Thanks for the reply.
Yes. I had a fix/workaround in the userspace rasdaemon with multiple reads like above
as reported previously in the  following thread.  
https://lore.kernel.org/lkml/3c9808a694d242cab35bab67602edebf@huawei.com/
However thought a solution in the common kernel code for the format file
may be better.  I will go ahead with the user space solution.
 
Also shared an information in the above thread about libtraceevent  __parse_event() does not
return error when parse_format() fail with incomplete formt data, which resulted initialization for the
trace event does not fail in the user space tool.
>libtracefs handles this perfectly fine:
>
>  https://git.kernel.org/pub/scm/libs/libtrace/libtracefs.git/tree/src/tracefs-
>utils.c#n343
>
>Looks like you are trying to change the kernel to fix a user space bug :-/
>
> NAK!
>
>-- Steve

Thanks,
Shiju
Steven Rostedt Jan. 6, 2025, 10:11 p.m. UTC | #3
On Mon, 6 Jan 2025 18:15:36 +0000
Shiju Jose <shiju.jose@huawei.com> wrote:

> >You see, it requires multiple reads to pull in an entire kernel pseudo file. None of
> >those reads are greater than PAGE_SIZE. Why should trace format files be any
> >different?  
> Thanks for the reply.
> Yes. I had a fix/workaround in the userspace rasdaemon with multiple reads like above
> as reported previously in the  following thread.  
> https://lore.kernel.org/lkml/3c9808a694d242cab35bab67602edebf@huawei.com/
> However thought a solution in the common kernel code for the format file
> may be better.  I will go ahead with the user space solution.

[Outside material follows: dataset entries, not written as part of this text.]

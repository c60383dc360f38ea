use axum::{
    extract::State,
    response::Html,
    routing::get,
    Form, Router,
};
use tracing::instrument;

use super::{
    dto::{GenerateForm, GenerationRequest},
    services,
};
use crate::{
    auth::CurrentUser,
    error::AppError,
    pages::{history_page, index_page},
    state::AppState,
};

pub fn routes() -> Router<AppState> {
    Router::new()
        .route("/", get(index).post(generate))
        .route("/history", get(history))
}

#[instrument]
pub async fn index(CurrentUser(_user_id): CurrentUser) -> Html<String> {
    index_page(None)
}

#[instrument(skip(state, form))]
pub async fn generate(
    State(state): State<AppState>,
    CurrentUser(user_id): CurrentUser,
    Form(form): Form<GenerateForm>,
) -> Result<Html<String>, AppError> {
    let req = GenerationRequest::from(form);
    let generation =
        services::generate_and_store(&state.db, state.generator.as_ref(), user_id, &req).await?;
    Ok(index_page(Some(&generation.output)))
}

#[instrument(skip(state))]
pub async fn history(
    State(state): State<AppState>,
    CurrentUser(user_id): CurrentUser,
) -> Result<Html<String>, AppError> {
    let items = services::history(&state.db, user_id).await?;
    Ok(history_page(&items))
}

That would make it different than every other pseudo file in the kernel. I
rather not do that.

>  
> Also shared an information in the above thread about libtraceevent  __parse_event() does not
> return error when parse_format() fail with incomplete formt data, which resulted initialization for the
> trace event does not fail in the user space tool.

Hmm, can you send me the the format file that failed?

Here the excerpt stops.